Moody’s argues that Eurobank’s increased targets for a bigger reduction in its nonperforming exposures is credit positive.
“The lower level of NPEs, which we believe the bank can achieve, is credit positive because it will reduce the bank’s downside risks on solvency and intensifies its efforts to normalise its balance sheet through further asset quality improvements and rationalisation through loan sales and liquidations,” says.
According to Eurobank’s revised plan, its NPEs will decline 400 million euros more by the end of this year and by the end of 2019 compared to its initial plan, reducing the stock of NPEs to 12.1 billion euros thus Eurobank will reduce its NPE balance to 15.6 billion euros by year-end 2018 and 12.1 billion euros by year-end 2019, compared to the initial plan’s projections of 16.1 billion euros by year-end 2018 and 12.5 billion euros by year-end 2019.
Moody’s expects Eurobank to marginally outperform its targets for 2017 owing to the sale of a 1.5 billion euros portfolio of nonperforming unsecured consumer loans in October 2017 to Intrum Justitia AB (Ba2 positive), a leading European debt purchaser.

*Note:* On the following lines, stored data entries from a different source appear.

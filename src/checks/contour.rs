//! Contour-level checks: open and tiny contours, missing extrema and
//! almost-symmetric curve pairs.

use kurbo::{Point, Rect};

use crate::config::CheckConfig;
use crate::contour::{ContourView, Segment, SegmentKind};
use crate::extrema::insert_extrema;

/// A cubic as its four points.
pub type CurvePoints = [Point; 4];

/// Bounds of a contour whose bounding box covers almost no area.
pub fn small_contours(contour: &dyn ContourView, config: &CheckConfig) -> Option<Rect> {
    if contour.len() <= 1 {
        return None;
    }
    let bounds = contour.bounds()?;
    (bounds.area().abs() <= config.small_contour_max_area).then_some(bounds)
}

/// `(start, end)` of an open contour whose ends do not meet.
pub fn open_contour(contour: &dyn ContourView) -> Option<(Point, Point)> {
    if !contour.is_open() {
        return None;
    }
    let start = contour.segment(0)?.on_curve;
    let end = contour.segment(-1)?.on_curve;
    (start != end).then_some((start, end))
}

/// On-curve points that extrema insertion would add, sorted.
pub fn extreme_points(contour: &dyn ContourView) -> Vec<Point> {
    let existing = contour.on_curve_points();
    let mut missing: Vec<Point> = insert_extrema(contour)
        .on_curve_points()
        .into_iter()
        .filter(|p| !existing.contains(p))
        .collect();
    missing.sort_by(|a, b| a.x.total_cmp(&b.x).then(a.y.total_cmp(&b.y)));
    missing.dedup();
    missing
}

// ── Curve symmetry ──────────────────────────────────────────

/// Size and handle lengths of a curve whose handles are horizontal or
/// vertical.
#[derive(Debug, Clone, Copy, PartialEq)]
struct CurveShape {
    w: f64,
    h: f64,
    bcp_w: f64,
    bcp_h: f64,
    points: CurvePoints,
}

#[derive(Debug, Clone, Copy, PartialEq)]
enum Flip {
    Horizontal,
    Vertical,
}

impl CurveShape {
    fn new(points: CurvePoints) -> Option<Self> {
        let [p0, p1, p2, p3] = points;
        if p0.x != p1.x && p0.y != p1.y {
            return None;
        }
        if p3.x != p2.x && p3.y != p2.y {
            return None;
        }
        let mut bcp_w = None;
        let mut bcp_h = None;
        if p0.x == p1.x {
            bcp_h = Some((p1.y - p0.y).abs());
        } else if p0.y == p1.y {
            bcp_w = Some((p1.x - p0.x).abs());
        }
        if p2.x == p3.x {
            bcp_h = Some((p3.y - p2.y).abs());
        } else if p2.y == p3.y {
            bcp_w = Some((p3.x - p2.x).abs());
        }
        Some(Self {
            w: (p3.x - p0.x).abs(),
            h: (p3.y - p0.y).abs(),
            bcp_w: bcp_w?,
            bcp_h: bcp_h?,
            points,
        })
    }

    fn dimensions(&self) -> (f64, f64, f64, f64) {
        (self.w, self.h, self.bcp_w, self.bcp_h)
    }

    /// This curve mirrored onto `other`, or `None` when the two are
    /// already identical or too different to be meant as mirrors.
    fn flip_onto(&self, other: &CurveShape, config: &CheckConfig) -> Option<CurvePoints> {
        if self.dimensions() == other.dimensions() {
            return None;
        }
        let size = config.curve_symmetry_size_tolerance;
        let bcp = config.curve_symmetry_handle_tolerance;
        if (self.w - other.w).abs() > size || (self.h - other.h).abs() > size {
            return None;
        }
        if (self.bcp_w - other.bcp_w).abs() > bcp || (self.bcp_h - other.bcp_h).abs() > bcp {
            return None;
        }

        let [s0, _, _, s3] = self.points;
        let [o0, _, _, o3] = other.points;
        let flip = if (s0.x.min(s3.x) - o0.x.min(o3.x)).abs() <= size {
            Flip::Vertical
        } else if (s0.y.min(s3.y) - o0.y.min(o3.y)).abs() <= size {
            Flip::Horizontal
        } else {
            return None;
        };

        let mirrored = self.points.map(|p| match flip {
            Flip::Horizontal => Point::new(-p.x, p.y),
            Flip::Vertical => Point::new(p.x, -p.y),
        });
        let last = mirrored[3];
        let (dx, dy) = match flip {
            Flip::Horizontal => (last.x - o0.x, 0.0),
            Flip::Vertical => (0.0, last.y - o0.y),
        };
        Some(mirrored.map(|p| Point::new(p.x - dx, p.y - dy)))
    }
}

fn curve_points(start: Point, segment: &Segment) -> Option<CurvePoints> {
    let (h1, h2) = segment.handles()?;
    Some([start, h1, h2, segment.on_curve])
}

/// Adjacent curve pairs: curve + curve, and curve + h/v line + curve.
fn curve_pairs(contour: &dyn ContourView) -> Vec<(CurvePoints, CurvePoints)> {
    let mut pairs = Vec::new();
    for (index, segment) in contour.segments().iter().enumerate() {
        let i = index as isize;
        let (Some(prev), Some(prev_prev)) = (contour.segment(i - 1), contour.segment(i - 2)) else {
            continue;
        };
        let pair = match segment.kind {
            SegmentKind::Line => {
                let Some(next) = contour.segment(i + 1) else {
                    continue;
                };
                let joint = prev.on_curve;
                let axis_aligned = joint.x == segment.on_curve.x || joint.y == segment.on_curve.y;
                if !axis_aligned {
                    continue;
                }
                curve_points(prev_prev.on_curve, prev).zip(curve_points(segment.on_curve, next))
            }
            SegmentKind::Curve => {
                curve_points(prev_prev.on_curve, prev).zip(curve_points(prev.on_curve, segment))
            }
            _ => None,
        };
        if let Some((c1, c2)) = pair {
            pairs.push((c1, c2));
            pairs.push((c2, c1));
        }
    }
    pairs
}

/// Neighbouring curves that are almost mirror images.
///
/// Each entry is the first curve mirrored onto the second, followed by
/// the second curve as drawn.
pub fn curve_symmetry(contour: &dyn ContourView, config: &CheckConfig) -> Vec<(CurvePoints, CurvePoints)> {
    let mut found: Vec<(CurvePoints, CurvePoints)> = Vec::new();
    for (curve1, curve2) in curve_pairs(contour) {
        let (Some(shape1), Some(shape2)) = (CurveShape::new(curve1), CurveShape::new(curve2)) else {
            continue;
        };
        let Some(flipped) = shape1.flip_onto(&shape2, config) else {
            continue;
        };
        let mut reversed = flipped;
        reversed.reverse();
        if reversed == curve2 {
            continue;
        }
        let entry = (flipped, curve2);
        if !found.contains(&entry) {
            found.push(entry);
        }
    }
    found
}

“The transaction reduced the bank’s on-balance-sheet reported stock of NPEs by around €620 million without affecting its income statement or regulatory capital. It also provides an opportunity for the bank to earn fees through its NPE servicer subsidiary,” Moody’s says.
Eurobank aims for a similar transaction in 2018 to reduce its NPE balance, while improvement in the country’s economic conditions will enable further loan curing through restructurings, Moody’s reckons.